La collecte ne peut pas être exemptée de consentement si elle :

conduit à un recoupement de données avec d’autres traitements
implique la transmission des données à des tiers
permet le suivi global de la navigation de la personne à travers plusieurs sites web (par l’intermédiaire des cookies tiers)

En résumé, l’exemption de consentement peut être mise en place pour des données qui sont considérées comme strictement nécessaires.

Quelles sont les données de mesure d’audience qui sont considérées strictement nécessaires par la CNIL ?

la mesure de l’audience, page par page
les sources de trafic, les pages internes et les liens externes
le périphérique, le navigateur et la taille de l’écran
le temps de chargement des pages
le temps passé par page, le taux de rebond, la profondeur de défilement
la zone géographique

Quels outils sont exemptés de consentement par la CNIL ?

La liste complète des outils est disponible sur le site de la CNIL accompagné d’un guide de configuration pour chaque outil afin que la collecte comprennent uniquement les données strictement nécessaires.

Parmi les outils que j’utilise, voici ceux qui peuvent être configurés pour être exempté de consentement :

Matomo Analytics (Guide de configuration)
Piano Analytics (Guide de configuration)

Google Analytics 4 ne peut pas être configuré pour être exempté de consentement. Il n'est donc pas listé sur le site de la CNIL.

Quel est l’impact sur vos données ?

Lorsque vous utilisez un outil qui ne peut pas être configuré pour être exempté de consentement, vous devez demander le consentement avant de commencer à collecter des données. Ceci veut donc dire que vous perdez les données des personnes qui n’ont pas donné leur consentement.
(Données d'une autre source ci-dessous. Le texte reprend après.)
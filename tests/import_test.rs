use chrono::NaiveDate;
use grant_portal::export::{BUDGET_SHEET, SUMMARY_COLUMNS, SUMMARY_SHEET, WORKPLAN_SHEET};
use grant_portal::{
    ActivityDraft, ActivityStatus, BudgetDraft, CellValue, DateOrder, KpiDraft, Logframe,
    PortalError, Sheet, Workbook, build_workbook, reconcile,
};

fn date(y: i32, m: u32, d: u32) -> NaiveDate {
    NaiveDate::from_ymd_opt(y, m, d).unwrap()
}

fn sample() -> Logframe {
    let mut lf = Logframe::new();
    lf.project.title = "School Meals".into();
    lf.project.pi_name = "A. Mensah".into();
    lf.project.start_date = Some(date(2025, 1, 1));
    lf.project.end_date = Some(date(2026, 12, 31));

    let goal = lf.add_goal("Children learn better").unwrap();
    let outcome = lf.add_outcome("Pupils attend school daily", &goal).unwrap();
    let kitchens = lf.add_output("Kitchens running", "Stable food prices", &outcome).unwrap();
    let cooks = lf.add_output("Cooks trained", "", &outcome).unwrap();

    let meals = lf
        .add_kpi(&KpiDraft {
            output_id: kitchens.clone(),
            name: "Meals served per day".into(),
            baseline: "0".into(),
            target: "5000".into(),
            start_date: Some(date(2025, 2, 1)),
            end_date: Some(date(2025, 11, 30)),
            linked_payment: true,
            mov: "Kitchen logs".into(),
        })
        .unwrap();
    lf.add_kpi(&KpiDraft {
        output_id: cooks.clone(),
        name: "Cooks certified".into(),
        target: "40".into(),
        ..KpiDraft::default()
    })
    .unwrap();

    let build = lf
        .add_activity(&ActivityDraft {
            output_id: Some(kitchens.clone()),
            name: "Build kitchens".into(),
            owner: "Works unit".into(),
            start_date: Some(date(2025, 1, 15)),
            end_date: Some(date(2025, 6, 30)),
            status: ActivityStatus::InProgress,
            progress: 60,
            kpi_ids: vec![meals],
            milestones: vec!["Design".into(), "Handover".into()],
            notes: "Two districts first".into(),
            ..ActivityDraft::default()
        })
        .unwrap();
    lf.add_activity(&ActivityDraft {
        output_id: Some(kitchens.clone()),
        name: "Stock pantries".into(),
        owner: "Logistics".into(),
        dependencies: vec![build],
        ..ActivityDraft::default()
    })
    .unwrap();

    lf.add_budget_line(&BudgetDraft {
        output_id: Some(kitchens),
        item: "Stoves".into(),
        category: "Equipment".into(),
        unit: "each".into(),
        quantity: 20.0,
        unit_cost: 350.0,
        currency: "USD".into(),
    })
    .unwrap();
    lf.add_budget_line(&BudgetDraft {
        output_id: Some(cooks),
        item: "Trainer fees".into(),
        quantity: 10.0,
        unit_cost: 120.5,
        ..BudgetDraft::default()
    })
    .unwrap();
    lf
}

fn replace_sheet(book: &mut Workbook, sheet: Sheet) {
    book.sheets.retain(|s| s.name != sheet.name);
    book.add_sheet(sheet);
}

fn summary(rows: &[(&str, &str, &str)]) -> Sheet {
    let mut sheet = Sheet::new(SUMMARY_SHEET, &SUMMARY_COLUMNS);
    for (level, name, parent) in rows {
        sheet.push_row(vec![(*level).into(), (*name).into(), (*parent).into(), CellValue::Empty]);
    }
    sheet
}

#[test]
fn export_then_import_keeps_structure() {
    println!("Test 1: round trip through the workbook");
    let original = sample();
    let book = build_workbook(&original);

    let mut imported = Logframe::new();
    let report = reconcile(&book, &mut imported, DateOrder::DayFirst).unwrap();

    assert_eq!(report.goals, 1);
    assert_eq!(report.outcomes, 1);
    assert_eq!(report.outputs, 2);
    assert_eq!(report.kpis, 2);
    assert_eq!(report.activities, 2);
    assert_eq!(report.budget_lines, 2);
    assert_eq!(report.dropped_kpis + report.dropped_activities + report.dropped_budget_lines, 0);
    assert!(report.ambiguous.is_empty());
    assert!(report.identification_imported);
    assert!(imported.dangling_references().is_empty());

    assert_eq!(imported.project.title, "School Meals");
    assert_eq!(imported.project.start_date, Some(date(2025, 1, 1)));

    let kitchens = imported.outputs.iter().find(|o| o.name == "Kitchens running").unwrap();
    assert_eq!(kitchens.assumptions, "Stable food prices");

    let meals = imported.kpis.iter().find(|k| k.name == "Meals served per day").unwrap();
    assert_eq!(meals.parent_id.as_deref(), Some(kitchens.id.as_str()));
    assert_eq!(meals.start_date, Some(date(2025, 2, 1)));
    assert!(meals.linked_payment);
    assert_eq!(meals.target, "5000");

    let build = imported.activities.iter().find(|a| a.name == "Build kitchens").unwrap();
    assert_eq!(build.kpi_ids, vec![meals.id.clone()]);
    assert_eq!(build.status, ActivityStatus::InProgress);
    assert_eq!(build.progress, 60);
    assert_eq!(build.milestones, vec!["Design", "Handover"]);
    assert_eq!(build.end_date, Some(date(2025, 6, 30)));

    let stock = imported.activities.iter().find(|a| a.name == "Stock pantries").unwrap();
    assert_eq!(stock.dependencies, vec![build.id.clone()]);

    assert_eq!(imported.funding_total(), original.funding_total());
    println!("✓ Hierarchy, links and totals preserved");
}

#[test]
fn failed_import_leaves_state_unchanged() {
    println!("Test 2: a bad number aborts the import");
    let mut book = build_workbook(&sample());
    let mut budget = book.sheet(BUDGET_SHEET).unwrap().clone();
    budget.rows[1][5] = "lots".into();
    replace_sheet(&mut book, budget);

    let mut current = sample();
    let before = current.clone();
    let err = reconcile(&book, &mut current, DateOrder::DayFirst).unwrap_err();

    assert!(matches!(&err, PortalError::Import { sheet, cell, .. } if sheet == "Budget" && cell == "F2"));
    assert!(err.to_string().contains("Budget!F2"));
    assert_eq!(current, before);
    println!("✓ Error points at {}", err);
}

#[test]
fn bad_progress_is_reported_with_its_cell() {
    println!("Test 3: a non-numeric % complete aborts the import");
    let mut book = build_workbook(&sample());
    let mut plan = book.sheet(WORKPLAN_SHEET).unwrap().clone();
    plan.rows[2][8] = "half".into();
    replace_sheet(&mut book, plan);

    let mut current = Logframe::new();
    let err = reconcile(&book, &mut current, DateOrder::DayFirst).unwrap_err();
    assert!(err.to_string().contains("Workplan!I3"));
    assert!(current.is_empty());
    println!("✓ Error points at {}", err);
}

#[test]
fn extra_goals_and_outcomes_are_discarded() {
    println!("Test 4: only one goal and one outcome survive");
    let mut book = Workbook::new();
    book.add_sheet(summary(&[
        ("Goal", "First goal", ""),
        ("Goal", "Second goal", ""),
        ("Outcome", "Outcome A", "First goal"),
        ("Outcome", "Outcome B", "Second goal"),
        ("Output", "Output under B", "Outcome B"),
    ]));

    let mut lf = Logframe::new();
    let report = reconcile(&book, &mut lf, DateOrder::DayFirst).unwrap();

    assert_eq!(report.discarded_goals, 1);
    assert_eq!(report.discarded_outcomes, 1);
    assert_eq!(lf.goals.len(), 1);
    assert_eq!(lf.outcomes.len(), 1);
    assert_eq!(lf.outcomes[0].name, "Outcome A");
    assert_eq!(lf.outputs[0].parent_id.as_deref(), Some(lf.outcomes[0].id.as_str()));
    assert!(!report.identification_imported);
    println!("✓ Extra rows discarded, outputs re-parented");
}

#[test]
fn ambiguous_names_take_the_first_match() {
    println!("Test 5: duplicate output names are flagged");
    let mut book = Workbook::new();
    book.add_sheet(summary(&[
        ("Goal", "Goal", ""),
        ("Outcome", "Outcome", "Goal"),
        ("Output", "Training", "Outcome"),
        ("Output", "Training", "Outcome"),
    ]));
    let mut kpis = Sheet::new("KPI Matrix", &["Parent Level", "Parent (label)", "KPI"]);
    kpis.push_row(vec!["Output".into(), "Output 2 — Training".into(), "People trained".into()]);
    kpis.push_row(vec!["Output".into(), "Output 9 — Unknown".into(), "Orphan KPI".into()]);
    book.add_sheet(kpis);

    let mut lf = Logframe::new();
    let report = reconcile(&book, &mut lf, DateOrder::DayFirst).unwrap();

    assert_eq!(report.kpis, 1);
    assert_eq!(report.dropped_kpis, 1);
    assert_eq!(report.ambiguous.len(), 1);
    assert_eq!(report.ambiguous[0].sheet, "KPI Matrix");
    assert_eq!(report.ambiguous[0].row, 2);
    assert_eq!(report.ambiguous[0].candidates, 2);
    assert_eq!(lf.kpis[0].parent_id.as_deref(), Some(lf.outputs[0].id.as_str()));
    println!("✓ First candidate used and recorded");
}

#[test]
fn short_workplan_and_impact_level() {
    println!("Test 6: five-column workplan and the Impact level");
    let mut book = Workbook::new();
    book.add_sheet(summary(&[
        ("Impact", "Goal 1 — Resilient farms", ""),
        ("Outcome", "Higher yields", ""),
        ("Output", "Seed banks", ""),
    ]));
    let mut plan = Sheet::new(
        WORKPLAN_SHEET,
        &["Activity", "Responsible Person", "Start Date", "End Date", "Milestone"],
    );
    plan.push_row(vec![
        "Activity 1.1 — Collect seeds".into(),
        "Extension team".into(),
        "15/01/2025".into(),
        CellValue::Date(date(2025, 3, 31)),
        "Sampling | Storage".into(),
    ]);
    plan.push_row(vec![CellValue::Empty, "Nobody".into()]);
    book.add_sheet(plan);

    let mut lf = Logframe::new();
    lf.project.title = "Kept title".into();
    let report = reconcile(&book, &mut lf, DateOrder::DayFirst).unwrap();

    assert_eq!(lf.goals[0].name, "Resilient farms");
    assert_eq!(lf.outcomes[0].parent_id.as_deref(), Some(lf.goals[0].id.as_str()));
    assert_eq!(lf.outputs[0].parent_id.as_deref(), Some(lf.outcomes[0].id.as_str()));
    assert_eq!(report.activities, 1);
    assert_eq!(report.dropped_activities, 1);

    let activity = &lf.activities[0];
    assert_eq!(activity.name, "Collect seeds");
    assert_eq!(activity.owner, "Extension team");
    assert_eq!(activity.output_id.as_deref(), Some(lf.outputs[0].id.as_str()));
    assert_eq!(activity.start_date, Some(date(2025, 1, 15)));
    assert_eq!(activity.end_date, Some(date(2025, 3, 31)));
    assert_eq!(activity.milestones, vec!["Sampling", "Storage"]);
    assert_eq!(lf.project.title, "Kept title");
    println!("✓ Short layout read");
}

#[cfg(feature = "xlsx")]
#[test]
fn import_from_xlsx_bytes() {
    println!("Test 7: import an exported file");
    let bytes = grant_portal::export_xlsx(&sample()).unwrap();
    let mut lf = Logframe::new();
    let report = grant_portal::import_xlsx(&bytes, &mut lf, DateOrder::DayFirst).unwrap();
    assert_eq!(report.kpis, 2);
    assert_eq!(report.budget_lines, 2);
    assert_eq!(lf.activities.len(), 2);
    println!("✓ File imported");
}

#[test]
fn linked_kpi_names_may_contain_commas() {
    println!("Test 8: a comma inside a KPI name does not break the link");
    let mut lf = sample();
    let kitchens = lf.outputs[0].id.clone();
    let mut add = |name: &str| {
        lf.add_kpi(&KpiDraft {
            output_id: kitchens.clone(),
            name: name.into(),
            ..KpiDraft::default()
        })
        .unwrap()
    };
    add("Cost");
    let reduced = add("Cost, reduced");
    let waste = add("Waste");
    let meals = lf.kpis[0].id.clone();
    lf.add_activity(&ActivityDraft {
        output_id: Some(kitchens.clone()),
        name: "Audit suppliers".into(),
        owner: "Finance".into(),
        kpi_ids: vec![meals, reduced, waste],
        ..ActivityDraft::default()
    })
    .unwrap();

    let book = build_workbook(&lf);
    let mut imported = Logframe::new();
    let report = reconcile(&book, &mut imported, DateOrder::DayFirst).unwrap();
    assert!(report.ambiguous.is_empty());

    let audit = imported
        .activities
        .iter()
        .find(|a| a.name == "Audit suppliers")
        .unwrap();
    let linked: Vec<&str> = audit
        .kpi_ids
        .iter()
        .map(|id| imported.kpi(id).unwrap().name.as_str())
        .collect();
    assert_eq!(linked, vec!["Meals served per day", "Cost, reduced", "Waste"]);
    println!("✓ Links kept: {:?}", linked);
}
Vous devrez donc identifier des tendances uniquement à partir des données issues des personnes qui ont donné leur consentement.

Si vous utilisez une solution hybride, vous aurez accès à des données sur l’ensemble de vos visiteurs. Pour ceux qui n’ont pas donné leur consentement, vous aurez uniquement accès aux données strictement nécessaires. Pour ceux qui ont donné leur consentement, vous aurez des données plus riches.